• What you have to do: Each line starting at the one that contains "one table entry." and ending at the one that contains "the template root." must be returned exactly, and the rest of the listing is left out.

• Data for processing:
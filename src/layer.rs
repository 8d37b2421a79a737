//! # Template Layers and Selection Mapping
//!
//! A scaffolding run composes six template layers in a fixed order. Later
//! layers override earlier ones at colliding destination paths unless the
//! conflict resolver decides otherwise. This module owns that order, the
//! mapping from a run configuration to the source subtrees each layer
//! contributes, and the destination topology.
//!
//! ## Layer order
//!
//! 1. `base` - the scaffold applied to every project, wholesale.
//! 2. `frameworks` - one subtree per selected frontend variant, plus the
//!    backend subtree when a backend is selected.
//! 3. `integrations` - the database integration subtree, keyed by ORM.
//! 4. `features` - the auth feature subtree.
//! 5. `tooling` - one subtree per relevant selected addon (addons are not
//!    mutually exclusive).
//! 6. `deployment` - the deployment target subtree.
//!
//! ## Destination topology
//!
//! The monorepo addon rewrites the destination root for four categories:
//! frontend output goes to `apps/web`, backend to `apps/server`, database
//! to `packages/database`, and auth to `packages/auth`. Without it those
//! categories land in flat `frontend/`, `backend/`, `database/`, `auth/`
//! directories. Base, tooling, and deployment target the project root in
//! both topologies.
//!
//! The dispatch is an ordered list of `(Layer, selector)` pairs rather than
//! a conditional chain, so adding a layer means adding one table entry.

use std::path::PathBuf;

use crate::config::{
    ProjectConfig, ADDON_DOCKER, ADDON_LINT, ADDON_MONOREPO, TEST_FRAMEWORK_ADDONS,
};

/// One of the six ordered template source categories.
#[derive(Debug, Clone, Copy, PartialEq, Eq, Hash)]
pub enum Layer {
    Base,
    Frameworks,
    Integrations,
    Features,
    Tooling,
    Deployment,
}

impl Layer {
    /// All layers in override order. Later entries win collisions unless
    /// the conflict resolver says otherwise.
    pub const ALL: [Layer; 6] = [
        Layer::Base,
        Layer::Frameworks,
        Layer::Integrations,
        Layer::Features,
        Layer::Tooling,
        Layer::Deployment,
    ];

    /// Directory name of this layer under the template root.
    pub fn dir_name(&self) -> &'static str {
        match self {
            Layer::Base => "base",
            Layer::Frameworks => "frameworks",
            Layer::Integrations => "integrations",
            Layer::Features => "features",
            Layer::Tooling => "tooling",
            Layer::Deployment => "deployment",
        }
    }
}

impl std::fmt::Display for Layer {
    fn fmt(&self, f: &mut std::fmt::Formatter<'_>) -> std::fmt::Result {
        f.write_str(self.dir_name())
    }
}

/// Destination categories whose root depends on the monorepo flag.
#[derive(Debug, Clone, Copy, PartialEq, Eq)]
enum StackCategory {
    Frontend,
    Backend,
    Database,
    Auth,
}

impl StackCategory {
    /// Destination root for this category under the given topology.
    fn dest_root(&self, monorepo: bool) -> PathBuf {
        let dir = match (self, monorepo) {
            (StackCategory::Frontend, true) => "apps/web",
            (StackCategory::Backend, true) => "apps/server",
            (StackCategory::Database, true) => "packages/database",
            (StackCategory::Auth, true) => "packages/auth",
            (StackCategory::Frontend, false) => "frontend",
            (StackCategory::Backend, false) => "backend",
            (StackCategory::Database, false) => "database",
            (StackCategory::Auth, false) => "auth",
        };
        PathBuf::from(dir)
    }
}

/// One source subtree selected for application.
///
/// `source` is relative to the template root, `dest` relative to the output
/// root. The orchestrator mirrors the subtree's relative structure from one
/// to the other.
#[derive(Debug, Clone, PartialEq, Eq)]
pub struct Selection {
    /// Source subtree, relative to the layers root
    /// (e.g. `frameworks/frontend/react`).
    pub source: PathBuf,
    /// Destination root, relative to the project output root
    /// (e.g. `apps/web`; empty for the project root).
    pub dest: PathBuf,
}

impl Selection {
    fn new(source: impl Into<PathBuf>, dest: impl Into<PathBuf>) -> Self {
        Self {
            source: source.into(),
            dest: dest.into(),
        }
    }
}

type SelectorFn = fn(&ProjectConfig) -> Vec<Selection>;

/// Ordered layer dispatch table. Processing order is the table order.
const SELECTORS: &[(Layer, SelectorFn)] = &[
    (Layer::Base, select_base),
    (Layer::Frameworks, select_frameworks),
    (Layer::Integrations, select_integrations),
    (Layer::Features, select_features),
    (Layer::Tooling, select_tooling),
    (Layer::Deployment, select_deployment),
];

/// Compute the full, ordered application plan for one run.
///
/// Each entry pairs a layer with the subtrees it contributes under the
/// given configuration. Layers that contribute nothing still appear with an
/// empty selection list, preserving the fixed order for the orchestrator.
pub fn layer_plan(config: &ProjectConfig) -> Vec<(Layer, Vec<Selection>)> {
    SELECTORS
        .iter()
        .map(|(layer, select)| (*layer, select(config)))
        .collect()
}

fn select_base(_config: &ProjectConfig) -> Vec<Selection> {
    vec![Selection::new("base", "")]
}

fn select_frameworks(config: &ProjectConfig) -> Vec<Selection> {
    let monorepo = config.is_monorepo();
    let mut selections = Vec::new();
    for variant in &config.frontends {
        selections.push(Selection::new(
            PathBuf::from("frameworks/frontend").join(variant),
            StackCategory::Frontend.dest_root(monorepo),
        ));
    }
    if let Some(backend) = &config.backend {
        selections.push(Selection::new(
            PathBuf::from("frameworks/backend").join(backend),
            StackCategory::Backend.dest_root(monorepo),
        ));
    }
    selections
}

fn select_integrations(config: &ProjectConfig) -> Vec<Selection> {
    // Database integrations are keyed by ORM, not by database engine: the
    // same postgres choice ships different files under drizzle vs prisma.
    match (&config.database, &config.orm) {
        (Some(_), Some(orm)) => vec![Selection::new(
            PathBuf::from("integrations/database").join(orm),
            StackCategory::Database.dest_root(config.is_monorepo()),
        )],
        _ => Vec::new(),
    }
}

fn select_features(config: &ProjectConfig) -> Vec<Selection> {
    match &config.auth {
        Some(auth) => vec![Selection::new(
            PathBuf::from("features/auth").join(auth),
            StackCategory::Auth.dest_root(config.is_monorepo()),
        )],
        None => Vec::new(),
    }
}

fn select_tooling(config: &ProjectConfig) -> Vec<Selection> {
    // Addons with a tooling subtree, in application order. Addons outside
    // this list are ignored by the tooling layer.
    let mut relevant = vec![ADDON_MONOREPO, ADDON_DOCKER, ADDON_LINT];
    relevant.extend_from_slice(TEST_FRAMEWORK_ADDONS);

    relevant
        .into_iter()
        .filter(|addon| config.addons.contains(*addon))
        .map(|addon| Selection::new(PathBuf::from("tooling").join(addon), ""))
        .collect()
}

fn select_deployment(config: &ProjectConfig) -> Vec<Selection> {
    match &config.deployment {
        Some(target) => vec![Selection::new(PathBuf::from("deployment").join(target), "")],
        None => Vec::new(),
    }
}

#[cfg(test)]
mod tests {
    use super::*;

    fn full_config() -> ProjectConfig {
        let mut config = ProjectConfig::new("demo");
        config.frontends = vec!["react".to_string(), "svelte".to_string()];
        config.backend = Some("hono".to_string());
        config.database = Some("postgres".to_string());
        config.orm = Some("drizzle".to_string());
        config.auth = Some("better-auth".to_string());
        config.addons.insert("docker".to_string());
        config.addons.insert("vitest".to_string());
        config.deployment = Some("cloudflare".to_string());
        config
    }

    #[test]
    fn test_layer_order_is_fixed() {
        let plan = layer_plan(&ProjectConfig::new("demo"));
        let layers: Vec<Layer> = plan.iter().map(|(layer, _)| *layer).collect();
        assert_eq!(layers, Layer::ALL.to_vec());
    }

    #[test]
    fn test_base_always_selected() {
        let plan = layer_plan(&ProjectConfig::new("demo"));
        let (_, selections) = &plan[0];
        assert_eq!(selections.len(), 1);
        assert_eq!(selections[0].source, PathBuf::from("base"));
        assert_eq!(selections[0].dest, PathBuf::from(""));
    }

    #[test]
    fn test_minimal_config_selects_only_base() {
        let plan = layer_plan(&ProjectConfig::new("demo"));
        let total: usize = plan.iter().map(|(_, s)| s.len()).sum();
        assert_eq!(total, 1);
    }

    #[test]
    fn test_frameworks_one_subtree_per_frontend_plus_backend() {
        let plan = layer_plan(&full_config());
        let (layer, selections) = &plan[1];
        assert_eq!(*layer, Layer::Frameworks);
        assert_eq!(selections.len(), 3);
        assert_eq!(
            selections[0].source,
            PathBuf::from("frameworks/frontend/react")
        );
        assert_eq!(
            selections[1].source,
            PathBuf::from("frameworks/frontend/svelte")
        );
        assert_eq!(selections[2].source, PathBuf::from("frameworks/backend/hono"));
    }

    #[test]
    fn test_flat_topology_destinations() {
        let plan = layer_plan(&full_config());
        let (_, frameworks) = &plan[1];
        assert_eq!(frameworks[0].dest, PathBuf::from("frontend"));
        assert_eq!(frameworks[2].dest, PathBuf::from("backend"));
        let (_, integrations) = &plan[2];
        assert_eq!(integrations[0].dest, PathBuf::from("database"));
        let (_, features) = &plan[3];
        assert_eq!(features[0].dest, PathBuf::from("auth"));
    }

    #[test]
    fn test_monorepo_topology_destinations() {
        let mut config = full_config();
        config.addons.insert(ADDON_MONOREPO.to_string());
        let plan = layer_plan(&config);
        let (_, frameworks) = &plan[1];
        assert_eq!(frameworks[0].dest, PathBuf::from("apps/web"));
        assert_eq!(frameworks[1].dest, PathBuf::from("apps/web"));
        assert_eq!(frameworks[2].dest, PathBuf::from("apps/server"));
        let (_, integrations) = &plan[2];
        assert_eq!(integrations[0].dest, PathBuf::from("packages/database"));
        let (_, features) = &plan[3];
        assert_eq!(features[0].dest, PathBuf::from("packages/auth"));
    }

    #[test]
    fn test_integration_keyed_by_orm() {
        let config = full_config();
        let plan = layer_plan(&config);
        let (_, integrations) = &plan[2];
        // postgres is the engine, drizzle the ORM; the subtree follows the ORM
        assert_eq!(
            integrations[0].source,
            PathBuf::from("integrations/database/drizzle")
        );
    }

    #[test]
    fn test_database_without_orm_selects_nothing() {
        let mut config = ProjectConfig::new("demo");
        config.database = Some("sqlite".to_string());
        let plan = layer_plan(&config);
        let (_, integrations) = &plan[2];
        assert!(integrations.is_empty());
    }

    #[test]
    fn test_tooling_addons_are_not_exclusive() {
        let plan = layer_plan(&full_config());
        let (layer, selections) = &plan[4];
        assert_eq!(*layer, Layer::Tooling);
        assert_eq!(selections.len(), 2);
        assert_eq!(selections[0].source, PathBuf::from("tooling/docker"));
        assert_eq!(selections[1].source, PathBuf::from("tooling/vitest"));
    }

    #[test]
    fn test_monorepo_addon_also_selects_tooling_subtree() {
        let mut config = ProjectConfig::new("demo");
        config.addons.insert(ADDON_MONOREPO.to_string());
        let plan = layer_plan(&config);
        let (_, tooling) = &plan[4];
        assert_eq!(tooling.len(), 1);
        assert_eq!(tooling[0].source, PathBuf::from("tooling/turborepo"));
        assert_eq!(tooling[0].dest, PathBuf::from(""));
    }

    #[test]
    fn test_unrecognized_addon_selects_no_tooling() {
        let mut config = ProjectConfig::new("demo");
        config.addons.insert("starship-prompt".to_string());
        let plan = layer_plan(&config);
        let (_, tooling) = &plan[4];
        assert!(tooling.is_empty());
    }

    #[test]
    fn test_deployment_targets_project_root() {
        let plan = layer_plan(&full_config());
        let (layer, selections) = &plan[5];
        assert_eq!(*layer, Layer::Deployment);
        assert_eq!(selections[0].source, PathBuf::from("deployment/cloudflare"));
        assert_eq!(selections[0].dest, PathBuf::from(""));
    }
}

• Task solution:
//! a conditional chain, so adding a layer means adding one table entry.

use std::path::PathBuf;

use crate::config::{
    ProjectConfig, ADDON_DOCKER, ADDON_LINT, ADDON_MONOREPO, TEST_FRAMEWORK_ADDONS,
};

/// One of the six ordered template source categories.
#[derive(Debug, Clone, Copy, PartialEq, Eq, Hash)]
pub enum Layer {
    Base,
    Frameworks,
    Integrations,
    Features,
    Tooling,
    Deployment,
}

impl Layer {
    /// All layers in override order. Later entries win collisions unless
    /// the conflict resolver says otherwise.
    pub const ALL: [Layer; 6] = [
        Layer::Base,
        Layer::Frameworks,
        Layer::Integrations,
        Layer::Features,
        Layer::Tooling,
        Layer::Deployment,
    ];

    /// Directory name of this layer under the template root.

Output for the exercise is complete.